The 2024 edition of the Camille Awards took place on 13 November 2024 at the Bibliothèque nationale de France in Paris, France. Award winners included Alfonso de Vilallonga (Spain), Anna Rice (Ireland), Blair Mowat (United Kingdom), and Miriam Cutler (United States).

=== ECCO ===
ECCO (European Contemporary Composers Orchestra) is an ECSA project dedicated to performing and promoting contemporary art music as well as reaching new audiences.
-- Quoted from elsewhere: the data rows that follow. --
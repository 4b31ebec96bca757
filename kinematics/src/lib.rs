use nalgebra::Point3;
use thiserror::Error;

/// Number of actuated arms on the parallel mechanism.
pub const ARM_COUNT: usize = 4;

#[derive(Debug, Clone, Copy)]
pub struct JointState {
    pub angle: f64,
    pub velocity: f64,
    pub effort: f64,
}

impl Default for JointState {
    fn default() -> Self {
        Self {
            angle: 0.0,
            velocity: 0.0,
            effort: 0.0,
        }
    }
}

/// The three joint positions of one arm's linkage, proximal to distal,
/// expressed in the robot base frame.
#[derive(Debug, Clone, Copy)]
pub struct ChainPoints {
    pub proximal: Point3<f64>,
    pub elbow: Point3<f64>,
    pub distal: Point3<f64>,
}

/// Result of one forward-kinematics solve: the platform pose
/// (x, y, z, yaw) and the chain points of all four arms.
#[derive(Debug, Clone, Copy)]
pub struct ChainSolution {
    pub pose: [f64; 4],
    pub arms: [ChainPoints; ARM_COUNT],
}

#[derive(Debug, Error)]
pub enum KinematicsError {
    #[error("actuator {index} position is not finite")]
    NonFiniteActuator { index: usize },

    #[error("actuator {index} at {angle} rad exceeds limit of ±{limit} rad")]
    ActuatorOutOfRange {
        index: usize,
        angle: f64,
        limit: f64,
    },
}

/// How each arm's actuated joint is mounted on the base plate.
#[derive(Debug, Clone, Copy)]
pub struct ArmMount {
    /// Rotation of the mount about the base vertical axis (rad).
    pub base_pan: f64,
    /// Inclination of the mount away from vertical (rad).
    pub base_tilt: f64,
}

/// Fixed mechanical constants of the robot. Built once and shared by the
/// axis table and the kinematics model.
#[derive(Debug, Clone, Copy)]
pub struct MechanicalConfig {
    pub mounts: [ArmMount; ARM_COUNT],
    /// Distance from the base center to each actuated joint (m).
    pub base_radius: f64,
    /// Distance from the platform center to each distal attachment (m).
    pub platform_radius: f64,
    /// Length of the actuated upper link (m).
    pub upper_arm_length: f64,
    /// Length of the passive lower link (m).
    pub lower_arm_length: f64,
    /// Symmetric actuator travel limit (rad).
    pub actuator_limit: f64,
}

impl Default for MechanicalConfig {
    fn default() -> Self {
        use std::f64::consts::{FRAC_PI_2, FRAC_PI_4, FRAC_PI_6};

        let mounts = std::array::from_fn(|i| ArmMount {
            base_pan: FRAC_PI_4 + i as f64 * FRAC_PI_2,
            base_tilt: FRAC_PI_6,
        });
        Self {
            mounts,
            base_radius: 0.30,
            platform_radius: 0.12,
            upper_arm_length: 0.30,
            lower_arm_length: 0.55,
            actuator_limit: 2.0,
        }
    }
}

pub mod quad_arm;

pub use quad_arm::QuadArmModel;

/// Forward kinematics of the four-arm parallel mechanism: actuator
/// positions in, platform pose and per-arm chain points out.
pub trait ParallelKinematics {
    fn solve(&self, actuators: &[f64; ARM_COUNT]) -> Result<ChainSolution, KinematicsError>;
}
It operates as a network of active ensembles, orchestras and young professionals, supporting the creative dialogue between composers and performers and offering young professionals the opportunity to develop their skills with ensembles experienced in performing contemporary music on an international level.

== Members ==

| Country | Member Organization |
| Austria | Austrian Composers Association (ÖKB) |
| Belgium | Belgian Screen Composers Guild (BSCG); De Muziekgilde; Fédération des Auteur·rices, Compositeur·rices et Interprètes Réuni·es (FACIR); Forum de la Création Musicale |
| Croatia | Hrvatsko drustvo skladatelja (HDS) |
| Denmark | AUTOR; Danske Populærautorer (DPA); Danks Komponistforening; Brancheklubben for film – og mediekomponister (BFM) |
| Estonia | Estonian Composers' Union (ECU) |
| Finland | Suomen Musiikintekijät ry (FMC); Suomen Säveltäjät ry (SFC) |
| France | Syndicat National des Auteurs et des Compositeurs (SNAC); Union des Compositrices et des Compositeurs (U2C); Union Nationale des Auteurs et des Compositeurs (UNAC) |
| Germany | Composers Club (CC); Song e.V. Berufsverband Songwriting; Vereinigung Songwriter im Deutschen Komponistenverband (VERSO); Deutsche Fimkomponisten im Deutschen Komponistenverband (DEFKOM); FachGruppe E-Musik im Deutschen Komponistenverband (FEM) |
| Hungary | Hungarian Composer Union (HCU); Association of Hungarian Composers and Text Writers (AHC) |
| Iceland | Félag Tónskálda og Textahöfunda (FTT);Tónskáldafélag Íslands (SIC) |
| Ireland | Screen Composers Guild of Ireland (SCGI) |
| Italy | Associazione Italiana Musica Per Film (ACMF) |
| Luxembourg | Fédération Luxembourgeoise des Auteurs et Compositeurs (FLAC) |
| Macedonia | Composer's Association of Macedonia (SOKOM) |
| The Netherlands | Genootschap van Nederlandse componisten (Nieuw Geneco); Beroepsvereniging Componisten MultiMedia (BCMM);Verening Componisten en Tekstdichers Ntb (VCTN); BAM! Popauteurs |
| Norway | Forening for norske komponister og tekstforfattere (NOPA); Norwegian Society of Composers (NSC) |
| Poland | SPACe Society of Polish Audiovisual Composers; Zwiazek Polskich Autorow i Kompozytorow (ZAKR); Polish Composers' Union (ZKP) |
| Portugal | Associação Portuguesa de Compositores (APC) |
| Romania | The Union of Composers and Musicologists of Romania (UCMR) |
| Serbia | Udruzenje kompozitora Srbije (CAS) |
| Slovakia | Zväz autorov a interpretov populárnej hudby (ZAI) |
| Slovenia | Drustvo Slovenskih Skladateljev (DSS) |
| Spain | Musimagen; Autores de Musica Asociados (AMA); Asociación Madrileña de Compositores (AMCC); Federacion de Asociaciones Ibericas de Compositores (FAIC); Federación de Músicos Asociados (FEMA) |
| Sweden | Svenska Kompositörer Av Populärmusik (SKAP); Föreningen Svenska Tonsättares (FST) |
| Switzerland | Sonart |
Associated Members
| Austria | Österreichische Gesellschaft für zeitgenössische Musik (ÖGZM) |
| Belgium | Componisten Archipel Vlaanderen (ComaV) |
| France | Syndicat français des compositrices et compositeurs de musique contemporaine (SMC) |
| Israel | Israel Composers' League (ICL) |
| Italy | Fondazione Archivio Lorenzo Ferrero (FALF); Unione Nazionale Compositori Librettisti Autori (UNCLA) |
| Lithuania | Lithuanian Composers' Union (LCU) |
| Norway | Sami Composers |
| The United Kingdom | The Society for Producers and Composers of Applied Music (PCAM) |

== Collaboration with other organizations ==

ECSA collaborates both within Europe and overseas with the Human Rights Council of the United Nations, the Society of Composers and Lyricists (SLC), the Songwriters Association of Canada, and the International Music Council.